Is Converting Offices To MOBs A Prescription For Success?

With a high demand for medical office space and an oversupply of traditional office space, why aren’t more offices being turned into MOBs?

America is oversupplied with office space, a good percentage of it functionally obsolete and destined to be torn down or converted to residential or other uses. Thanks to the pandemic, the office vacancy rate reached nearly 20% in March 2024, according to CoStar, and 44% of offices appeared to have negative equity, or property values less than their loan balances owed, according to researchers at the University of Southern California, Northwestern University, Columbia University and Stanford University.

Meanwhile, the medical office vacancy rate is about 7%, according to PwC and the Urban Land Institute, with growing demand driven by the country’s aging population, while costs to build new medical office buildings have soared to $500 per square foot, compared with $100 per square foot for renovation.

Given this, converting some office buildings to medical office space seems to be just what the doctor ordered. Unfortunately, not just any vacant or mostly vacant office building is a viable candidate for conversion.

MOBs: A Cycle Of Retrofits Followed By Ground-Up Construction

As major teaching hospitals like RUSH University System for Health planted their flag in the suburbs to be closer to patients in the late 1990s and early 2000s, we saw a trend of doctors outgrowing their space in hospitals and seeking suburban offices to set up shop. A spate of retrofitting older offices for that purpose was followed by more ground-up construction between about 2008-2020.
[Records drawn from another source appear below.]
//! Type-safe builder for executing git commands.
//!
//! Every git invocation in formulary goes through [`GitCommand`]: one
//! place for working-directory handling (`-C`), timeouts, tracing, and the
//! mapping of failures onto [`FormularyError`] variants. Git is driven as
//! a subprocess rather than through a binding, so authentication, proxies,
//! and credential helpers behave exactly as the user's git does.

use anyhow::{Context, Result};
use std::path::Path;
use std::process::Stdio;
use std::time::Duration;
use tokio::process::Command;
use tokio::time::timeout;

use crate::core::FormularyError;
use crate::utils::platform::get_git_command;

/// Builder for a single git invocation.
///
/// Commands default to a 5-minute timeout and captured output. Use the
/// convenience constructors ([`GitCommand::clone_repo`],
/// [`GitCommand::ls_remote`], ...) rather than assembling argument lists
/// at call sites.
pub struct GitCommand {
    /// Arguments passed to git (e.g. `["fetch", "--all", "--tags"]`).
    args: Vec<String>,

    /// Working directory, passed via `git -C` so execution is independent
    /// of the process cwd.
    current_dir: Option<std::path::PathBuf>,

    /// Maximum duration to wait for completion (None = no deadline).
    timeout_duration: Option<Duration>,

    /// For clone commands, the URL kept aside for error reporting.
    clone_url: Option<String>,
}

impl Default for GitCommand {
    fn default() -> Self {
        Self {
            args: Vec::new(),
            current_dir: None,
            timeout_duration: Some(Duration::from_secs(300)),
            clone_url: None,
        }
    }
}

impl GitCommand {
    /// Creates an empty builder with default settings.
    pub fn new() -> Self {
        Self::default()
    }

    /// Sets the working directory for the command.
    pub fn current_dir(mut self, dir: impl AsRef<Path>) -> Self {
        self.current_dir = Some(dir.as_ref().to_path_buf());
        self
    }

    /// Adds multiple arguments.
    pub fn args<I, S>(mut self, args: I) -> Self
    where
        I: IntoIterator<Item = S>,
        S: Into<String>,
    {
        self.args.extend(args.into_iter().map(Into::into));
        self
    }

    /// Adds a single argument.
    pub fn arg(mut self, arg: impl Into<String>) -> Self {
        self.args.push(arg.into());
        self
    }

    /// Overrides the command deadline (None disables it).
    pub const fn with_timeout(mut self, duration: Option<Duration>) -> Self {
        self.timeout_duration = duration;
        self
    }

    /// Executes the command and returns its captured output.
    ///
    /// A non-zero exit status is an error: clone and checkout failures map
    /// to their dedicated [`FormularyError`] variants, anything else to
    /// [`FormularyError::GitCommandError`] with stderr attached.
    pub async fn execute(self) -> Result<GitCommandOutput> {
        let git = get_git_command();
        let mut cmd = Command::new(&git);

        let mut full_args = Vec::new();
        if let Some(ref dir) = self.current_dir {
            full_args.push("-C".to_string());
            full_args.push(dir.display().to_string());
        }
        full_args.extend(self.args.clone());
        cmd.args(&full_args);

        tracing::debug!(target: "git", "Executing: {} {}", git, full_args.join(" "));

        cmd.stdout(Stdio::piped());
        cmd.stderr(Stdio::piped());
        cmd.stdin(Stdio::null());

        let operation = self.operation_name(&full_args);
        let output_future = cmd.output();

        let output = if let Some(duration) = self.timeout_duration {
            match timeout(duration, output_future).await {
                Ok(result) => result
                    .with_context(|| format!("Failed to execute git {}", full_args.join(" ")))?,
                Err(_) => {
                    tracing::warn!(
                        target: "git",
                        "Command timed out after {}s: git {}",
                        duration.as_secs(),
                        full_args.join(" ")
                    );
                    return Err(FormularyError::GitCommandError {
                        operation,
                        stderr: format!(
                            "git command timed out after {} seconds",
                            duration.as_secs()
                        ),
                    }
                    .into());
                }
            }
        } else {
            output_future
                .await
                .with_context(|| format!("Failed to execute git {}", full_args.join(" ")))?
        };

        if !output.status.success() {
            let stderr = String::from_utf8_lossy(&output.stderr).to_string();
            tracing::debug!(
                target: "git",
                "Command failed ({:?}): {}",
                output.status.code(),
                stderr.trim()
            );
            return Err(self.failure_error(&operation, stderr).into());
        }

        let stdout = String::from_utf8_lossy(&output.stdout).to_string();
        let stderr = String::from_utf8_lossy(&output.stderr).to_string();
        if !stdout.is_empty() {
            tracing::trace!(target: "git", "{}", stdout.trim());
        }

        Ok(GitCommandOutput { stdout, stderr })
    }

    /// Executes the command and returns trimmed stdout.
    pub async fn execute_stdout(self) -> Result<String> {
        let output = self.execute().await?;
        Ok(output.stdout.trim().to_string())
    }

    /// Executes the command, discarding output, keeping only success.
    pub async fn execute_success(self) -> Result<()> {
        self.execute().await?;
        Ok(())
    }

    /// The git subcommand name, skipping a leading `-C <dir>` pair.
    fn operation_name(&self, full_args: &[String]) -> String {
        let start = if full_args.first().map(String::as_str) == Some("-C") { 2 } else { 0 };
        full_args.get(start).cloned().unwrap_or_else(|| "unknown".to_string())
    }

    fn failure_error(&self, operation: &str, stderr: String) -> FormularyError {
        match operation {
            "clone" => FormularyError::GitCloneFailed {
                url: self.clone_url.clone().unwrap_or_else(|| "unknown".to_string()),
                reason: stderr,
            },
            "checkout" => {
                // args: checkout <ref> (after any -C pair was skipped)
                let reference = self
                    .args
                    .iter()
                    .skip_while(|a| a.as_str() != "checkout")
                    .nth(1)
                    .cloned()
                    .unwrap_or_default();
                FormularyError::GitCheckoutFailed {
                    reference,
                    reason: stderr,
                }
            }
            _ => FormularyError::GitCommandError {
                operation: operation.to_string(),
                stderr,
            },
        }
    }
}

/// Captured output of a git command.
#[derive(Debug)]
pub struct GitCommandOutput {
    /// Standard output.
    pub stdout: String,
    /// Standard error output.
    pub stderr: String,
}

// Convenience builders for the operations formulary performs.

impl GitCommand {
    /// `git clone <url> <target>`.
    pub fn clone_repo(url: &str, target: impl AsRef<Path>) -> Self {
        let mut cmd = Self::new()
            .arg("clone")
            .arg(url)
            .arg(target.as_ref().display().to_string());
        cmd.clone_url = Some(url.to_string());
        cmd.timeout_duration = Some(crate::constants::GIT_CLONE_TIMEOUT);
        cmd
    }

    /// `git fetch --all --tags --force`.
    pub fn fetch() -> Self {
        Self::new()
            .args(["fetch", "--all", "--tags", "--force"])
            .with_timeout(Some(crate::constants::GIT_FETCH_TIMEOUT))
    }

    /// `git checkout <ref>`.
    pub fn checkout(ref_name: &str) -> Self {
        Self::new().args(["checkout", ref_name])
    }

    /// `git reset --hard HEAD`.
    pub fn reset_hard() -> Self {
        Self::new().args(["reset", "--hard", "HEAD"])
    }

    /// `git rev-parse HEAD`.
    pub fn current_commit() -> Self {
        Self::new().args(["rev-parse", "HEAD"])
    }

    /// `git rev-parse --verify <ref>` - succeeds iff the ref resolves
    /// locally.
    pub fn verify_ref(ref_name: &str) -> Self {
        Self::new().args(["rev-parse", "--verify", ref_name])
    }

    /// `git ls-remote <url> <patterns...>` - lists matching refs on the
    /// remote without cloning it.
    pub fn ls_remote<I, S>(url: &str, patterns: I) -> Self
    where
        I: IntoIterator<Item = S>,
        S: Into<String>,
    {
        Self::new()
            .arg("ls-remote")
            .arg(url)
            .args(patterns)
            .with_timeout(Some(crate::constants::GIT_LS_REMOTE_TIMEOUT))
    }
}

#[cfg(test)]
mod tests {
    use super::*;

    #[tokio::test]
    async fn version_command_succeeds() {
        let output = GitCommand::new().arg("--version").execute().await.unwrap();
        assert!(output.stdout.contains("git version"));
    }

    #[tokio::test]
    async fn failed_command_maps_to_git_command_error() {
        let err = GitCommand::new()
            .args(["rev-parse", "--verify", "no-such-ref"])
            .current_dir(std::env::temp_dir())
            .execute()
            .await
            .unwrap_err();
        // temp dir is not a repo, so git fails; either way the error must
        // be a typed git failure, not a bare io error
        let formulary_err = err.downcast_ref::<FormularyError>().expect("typed error");
        assert!(matches!(formulary_err, FormularyError::GitCommandError { .. }));
    }

    #[test]
    fn operation_name_skips_working_dir_flag() {
        let cmd = GitCommand::new();
        let args: Vec<String> =
            ["-C", "/tmp/x", "fetch"].iter().map(ToString::to_string).collect();
        assert_eq!(cmd.operation_name(&args), "fetch");
        let args: Vec<String> = ["clone", "url"].iter().map(ToString::to_string).collect();
        assert_eq!(cmd.operation_name(&args), "clone");
    }
}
Within the past 18 months, however, rising costs for land, materials, labor and capital has meant almost nothing is being built new. Projects coming online now were greenlit two years ago. This is playing out as obsolete office buildings — particularly in suburban locations — are struggling with high vacancy. For those that can be acquired well below replacement cost, conversion to medical office space is still a sound investment.

Some office-to-MOB renovations will depend on the practices that will be in the building. For example, for any imaging center that takes X-rays, lead is needed in the walls so radiation can’t penetrate them. MRI machines typically must be on a slab, on the ground floor, or the floor will need to be structurally reinforced. And any services that involve the use of a gurney require wide elevators; most ‘70s- and ‘80s-era office buildings don’t have them.

The Big Three: Consumer Appeal, Mechanicals, Parking

Beyond that, whether an office building is a good candidate for conversion depends on three major factors: the “retail”-like character of the building, including “curb appeal,” visibility and access; sufficient building mechanics; and ample parking.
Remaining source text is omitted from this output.